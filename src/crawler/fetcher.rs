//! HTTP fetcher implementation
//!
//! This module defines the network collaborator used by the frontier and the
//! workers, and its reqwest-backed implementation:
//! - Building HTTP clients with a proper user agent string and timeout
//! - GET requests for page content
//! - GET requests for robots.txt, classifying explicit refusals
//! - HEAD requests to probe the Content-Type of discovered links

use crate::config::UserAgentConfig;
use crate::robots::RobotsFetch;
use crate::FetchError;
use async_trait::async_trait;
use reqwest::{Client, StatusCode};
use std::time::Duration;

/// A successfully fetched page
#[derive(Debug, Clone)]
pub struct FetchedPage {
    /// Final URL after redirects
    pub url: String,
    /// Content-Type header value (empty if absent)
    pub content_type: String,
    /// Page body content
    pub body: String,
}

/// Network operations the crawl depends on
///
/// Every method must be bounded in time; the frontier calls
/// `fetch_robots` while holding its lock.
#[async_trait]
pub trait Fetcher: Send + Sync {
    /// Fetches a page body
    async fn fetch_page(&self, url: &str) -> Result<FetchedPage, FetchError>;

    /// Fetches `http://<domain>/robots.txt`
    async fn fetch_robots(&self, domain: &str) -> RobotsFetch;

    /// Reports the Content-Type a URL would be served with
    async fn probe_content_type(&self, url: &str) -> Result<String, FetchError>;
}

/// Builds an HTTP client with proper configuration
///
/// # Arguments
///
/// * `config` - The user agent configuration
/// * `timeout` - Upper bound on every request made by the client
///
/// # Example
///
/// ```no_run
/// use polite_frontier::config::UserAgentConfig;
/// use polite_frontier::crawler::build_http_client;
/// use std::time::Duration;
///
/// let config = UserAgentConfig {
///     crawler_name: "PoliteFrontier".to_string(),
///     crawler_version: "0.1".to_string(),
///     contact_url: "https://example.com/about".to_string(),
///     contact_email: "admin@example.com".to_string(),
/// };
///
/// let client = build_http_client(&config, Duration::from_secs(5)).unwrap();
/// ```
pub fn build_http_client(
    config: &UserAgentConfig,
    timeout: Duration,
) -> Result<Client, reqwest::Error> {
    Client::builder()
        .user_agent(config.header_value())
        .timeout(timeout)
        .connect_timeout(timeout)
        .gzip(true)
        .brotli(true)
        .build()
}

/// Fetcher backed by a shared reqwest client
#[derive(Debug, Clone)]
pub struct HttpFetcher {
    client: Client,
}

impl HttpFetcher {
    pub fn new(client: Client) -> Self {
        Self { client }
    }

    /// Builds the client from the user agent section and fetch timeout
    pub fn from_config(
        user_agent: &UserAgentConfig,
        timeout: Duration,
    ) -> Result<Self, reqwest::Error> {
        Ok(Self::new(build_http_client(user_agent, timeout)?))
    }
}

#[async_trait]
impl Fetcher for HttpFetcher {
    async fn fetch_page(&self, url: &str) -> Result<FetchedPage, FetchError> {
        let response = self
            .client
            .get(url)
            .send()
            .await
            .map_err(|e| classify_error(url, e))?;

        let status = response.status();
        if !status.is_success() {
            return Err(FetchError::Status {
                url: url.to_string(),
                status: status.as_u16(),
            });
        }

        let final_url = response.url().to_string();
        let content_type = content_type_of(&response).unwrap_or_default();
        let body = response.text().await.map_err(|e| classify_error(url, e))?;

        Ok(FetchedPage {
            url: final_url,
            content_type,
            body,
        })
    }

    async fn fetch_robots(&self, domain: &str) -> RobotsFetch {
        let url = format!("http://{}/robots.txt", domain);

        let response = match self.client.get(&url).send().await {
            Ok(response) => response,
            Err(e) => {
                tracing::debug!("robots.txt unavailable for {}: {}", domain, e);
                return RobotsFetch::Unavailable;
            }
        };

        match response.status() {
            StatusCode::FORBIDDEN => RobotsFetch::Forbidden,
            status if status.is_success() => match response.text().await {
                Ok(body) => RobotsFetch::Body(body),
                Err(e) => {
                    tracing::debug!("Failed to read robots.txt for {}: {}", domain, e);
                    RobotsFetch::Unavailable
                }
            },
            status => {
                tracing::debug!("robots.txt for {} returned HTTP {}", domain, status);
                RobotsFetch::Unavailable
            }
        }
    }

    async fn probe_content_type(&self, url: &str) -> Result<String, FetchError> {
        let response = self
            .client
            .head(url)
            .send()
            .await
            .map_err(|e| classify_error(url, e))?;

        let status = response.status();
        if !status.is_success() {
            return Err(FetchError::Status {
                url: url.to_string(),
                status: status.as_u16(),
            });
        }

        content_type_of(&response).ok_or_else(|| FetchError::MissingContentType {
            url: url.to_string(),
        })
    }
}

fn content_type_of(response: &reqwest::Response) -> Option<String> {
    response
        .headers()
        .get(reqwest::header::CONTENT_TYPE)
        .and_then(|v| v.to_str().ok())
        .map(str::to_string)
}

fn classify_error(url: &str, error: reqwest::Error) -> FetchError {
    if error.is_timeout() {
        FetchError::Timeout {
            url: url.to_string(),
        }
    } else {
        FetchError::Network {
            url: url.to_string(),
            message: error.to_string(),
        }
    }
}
■ ■ ■ ■ ■ ■ ■
◆ **WHAT YOU SHOULD DO**:
Return each line of the data exactly as it was given.

◆ **RESPONSE FOR THIS EXERCISE**:
filename src/crawler/fetcher.rs
//! HTTP fetcher implementation
//!
//! This module defines the network collaborator used by the frontier and the
//! workers, and its reqwest-backed implementation:
//! - Building HTTP clients with a proper user agent string and timeout
//! - GET requests for page content
//! - GET requests for robots.txt, classifying explicit refusals
//! - HEAD requests to probe the Content-Type of discovered links

use crate::config::UserAgentConfig;
use crate::robots::RobotsFetch;
use crate::FetchError;
use async_trait::async_trait;
use reqwest::{Client, StatusCode};
use std::time::Duration;

/// A successfully fetched page
#[derive(Debug, Clone)]
pub struct FetchedPage {
    /// Final URL after redirects
    pub url: String,
    /// Content-Type header value (empty if absent)
    pub content_type: String,
    /// Page body content
    pub body: String,
}

/// Network operations the crawl depends on
///
/// Every method must be bounded in time; the frontier calls
/// `fetch_robots` while holding its lock.
#[async_trait]
pub trait Fetcher: Send + Sync {
    /// Fetches a page body
    async fn fetch_page(&self, url: &str) -> Result<FetchedPage, FetchError>;

    /// Fetches `http://<domain>/robots.txt`
    async fn fetch_robots(&self, domain: &str) -> RobotsFetch;

    /// Reports the Content-Type a URL would be served with
    async fn probe_content_type(&self, url: &str) -> Result<String, FetchError>;
}

/// Builds an HTTP client with proper configuration
///
/// # Arguments
///
/// * `config` - The user agent configuration
/// * `timeout` - Upper bound on every request made by the client
///
/// # Example
///
/// ```no_run
/// use polite_frontier::config::UserAgentConfig;
/// use polite_frontier::crawler::build_http_client;
/// use std::time::Duration;
///
/// let config = UserAgentConfig {
///     crawler_name: "PoliteFrontier".to_string(),
///     crawler_version: "0.1".to_string(),
///     contact_url: "https://example.com/about".to_string(),
///     contact_email: "admin@example.com".to_string(),
/// };
///
/// let client = build_http_client(&config, Duration::from_secs(5)).unwrap();
/// ```
pub fn build_http_client(
    config: &UserAgentConfig,
    timeout: Duration,
) -> Result<Client, reqwest::Error> {
    Client::builder()
        .user_agent(config.header_value())
        .timeout(timeout)
        .connect_timeout(timeout)
        .gzip(true)
        .brotli(true)
        .build()
}

/// Fetcher backed by a shared reqwest client
#[derive(Debug, Clone)]
pub struct HttpFetcher {
    client: Client,
}

impl HttpFetcher {
    pub fn new(client: Client) -> Self {
        Self { client }
    }

    /// Builds the client from the user agent section and fetch timeout
    pub fn from_config(
        user_agent: &UserAgentConfig,
        timeout: Duration,
    ) -> Result<Self, reqwest::Error> {
        Ok(Self::new(build_http_client(user_agent, timeout)?))
    }
}

#[async_trait]
impl Fetcher for HttpFetcher {
    async fn fetch_page(&self, url: &str) -> Result<FetchedPage, FetchError> {
        let response = self
            .client
            .get(url)
            .send()
            .await
            .map_err(|e| classify_error(url, e))?;

        let status = response.status();
        if !status.is_success() {
            return Err(FetchError::Status {
                url: url.to_string(),
                status: status.as_u16(),
            });
        }

        let final_url = response.url().to_string();
        let content_type = content_type_of(&response).unwrap_or_default();
        let body = response.text().await.map_err(|e| classify_error(url, e))?;

        Ok(FetchedPage {
            url: final_url,
            content_type,
            body,
        })
    }

    async fn fetch_robots(&self, domain: &str) -> RobotsFetch {
        let url = format!("http://{}/robots.txt", domain);

        let response = match self.client.get(&url).send().await {
            Ok(response) => response,
            Err(e) => {
                tracing::debug!("robots.txt unavailable for {}: {}", domain, e);
                return RobotsFetch::Unavailable;
            }
        };

        match response.status() {
            StatusCode::FORBIDDEN => RobotsFetch::Forbidden,
            status if status.is_success() => match response.text().await {
                Ok(body) => RobotsFetch::Body(body),
                Err(e) => {
                    tracing::debug!("Failed to read robots.txt for {}: {}", domain, e);
                    RobotsFetch::Unavailable
                }
            },
            status => {
                tracing::debug!("robots.txt for {} returned HTTP {}", domain, status);
                RobotsFetch::Unavailable
            }
        }
    }

    async fn probe_content_type(&self, url: &str) -> Result<String, FetchError> {
        let response = self
            .client
            .head(url)
            .send()
            .await
            .map_err(|e| classify_error(url, e))?;

        let status = response.status();
        if !status.is_success() {
            return Err(FetchError::Status {
                url: url.to_string(),
                status: status.as_u16(),
            });
        }

        content_type_of(&response).ok_or_else(|| FetchError::MissingContentType {
            url: url.to_string(),
        })
    }
}

fn content_type_of(response: &reqwest::Response) -> Option<String> {
    response
        .headers()
        .get(reqwest::header::CONTENT_TYPE)
        .and_then(|v| v.to_str().ok())
        .map(str::to_string)
}

fn classify_error(url: &str, error: reqwest::Error) -> FetchError {
    if error.is_timeout() {
        FetchError::Timeout {
            url: url.to_string(),
        }
    } else {
        FetchError::Network {
            url: url.to_string(),
            message: error.to_string(),
        }
    }
}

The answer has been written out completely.